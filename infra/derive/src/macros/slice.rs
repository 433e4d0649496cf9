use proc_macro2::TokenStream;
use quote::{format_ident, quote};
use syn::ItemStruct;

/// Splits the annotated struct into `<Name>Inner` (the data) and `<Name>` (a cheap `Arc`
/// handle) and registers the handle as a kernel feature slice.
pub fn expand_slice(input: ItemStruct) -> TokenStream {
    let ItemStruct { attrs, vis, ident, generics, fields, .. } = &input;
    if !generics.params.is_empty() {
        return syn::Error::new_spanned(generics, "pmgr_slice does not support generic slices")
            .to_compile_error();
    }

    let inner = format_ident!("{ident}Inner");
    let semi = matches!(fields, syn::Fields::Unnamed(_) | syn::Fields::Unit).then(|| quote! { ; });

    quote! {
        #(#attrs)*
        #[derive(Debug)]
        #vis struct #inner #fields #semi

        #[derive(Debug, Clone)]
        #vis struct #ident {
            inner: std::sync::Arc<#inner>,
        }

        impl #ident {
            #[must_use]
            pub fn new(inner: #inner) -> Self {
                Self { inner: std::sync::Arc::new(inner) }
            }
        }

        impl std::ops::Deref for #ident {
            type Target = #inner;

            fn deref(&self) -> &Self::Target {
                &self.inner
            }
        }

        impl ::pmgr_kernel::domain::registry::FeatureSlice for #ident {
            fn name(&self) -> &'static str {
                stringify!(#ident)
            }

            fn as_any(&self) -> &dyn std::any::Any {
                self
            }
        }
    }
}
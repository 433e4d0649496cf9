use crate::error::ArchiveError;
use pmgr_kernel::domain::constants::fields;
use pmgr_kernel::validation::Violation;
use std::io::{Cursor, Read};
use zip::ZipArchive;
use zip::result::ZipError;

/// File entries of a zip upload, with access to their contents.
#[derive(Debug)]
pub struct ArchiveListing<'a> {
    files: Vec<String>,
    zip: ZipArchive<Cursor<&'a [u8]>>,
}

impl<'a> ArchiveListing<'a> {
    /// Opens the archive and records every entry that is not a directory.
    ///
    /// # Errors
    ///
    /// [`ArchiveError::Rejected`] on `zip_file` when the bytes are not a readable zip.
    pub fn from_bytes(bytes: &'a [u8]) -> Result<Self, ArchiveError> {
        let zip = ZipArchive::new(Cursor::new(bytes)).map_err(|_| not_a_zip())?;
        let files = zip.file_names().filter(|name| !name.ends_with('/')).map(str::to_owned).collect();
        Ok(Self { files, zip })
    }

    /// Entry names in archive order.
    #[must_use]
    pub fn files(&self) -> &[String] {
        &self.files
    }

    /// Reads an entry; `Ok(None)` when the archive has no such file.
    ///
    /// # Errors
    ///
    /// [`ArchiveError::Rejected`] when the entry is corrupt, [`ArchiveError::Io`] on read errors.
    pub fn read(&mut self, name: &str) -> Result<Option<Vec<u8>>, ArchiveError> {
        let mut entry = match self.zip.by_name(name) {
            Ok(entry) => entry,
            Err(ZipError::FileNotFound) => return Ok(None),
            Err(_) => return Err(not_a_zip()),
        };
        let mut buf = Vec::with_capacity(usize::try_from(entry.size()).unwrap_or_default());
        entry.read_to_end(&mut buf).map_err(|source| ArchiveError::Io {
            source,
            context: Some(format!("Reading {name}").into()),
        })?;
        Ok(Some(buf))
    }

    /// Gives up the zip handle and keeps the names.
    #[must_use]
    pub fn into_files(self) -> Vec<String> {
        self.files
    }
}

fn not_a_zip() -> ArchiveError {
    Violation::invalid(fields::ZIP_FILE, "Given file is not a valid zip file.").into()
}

----

Goal of the exercise: Nothing but a number belongs in the answer: the number of lines above that contain "bytes".

Worked solution: 3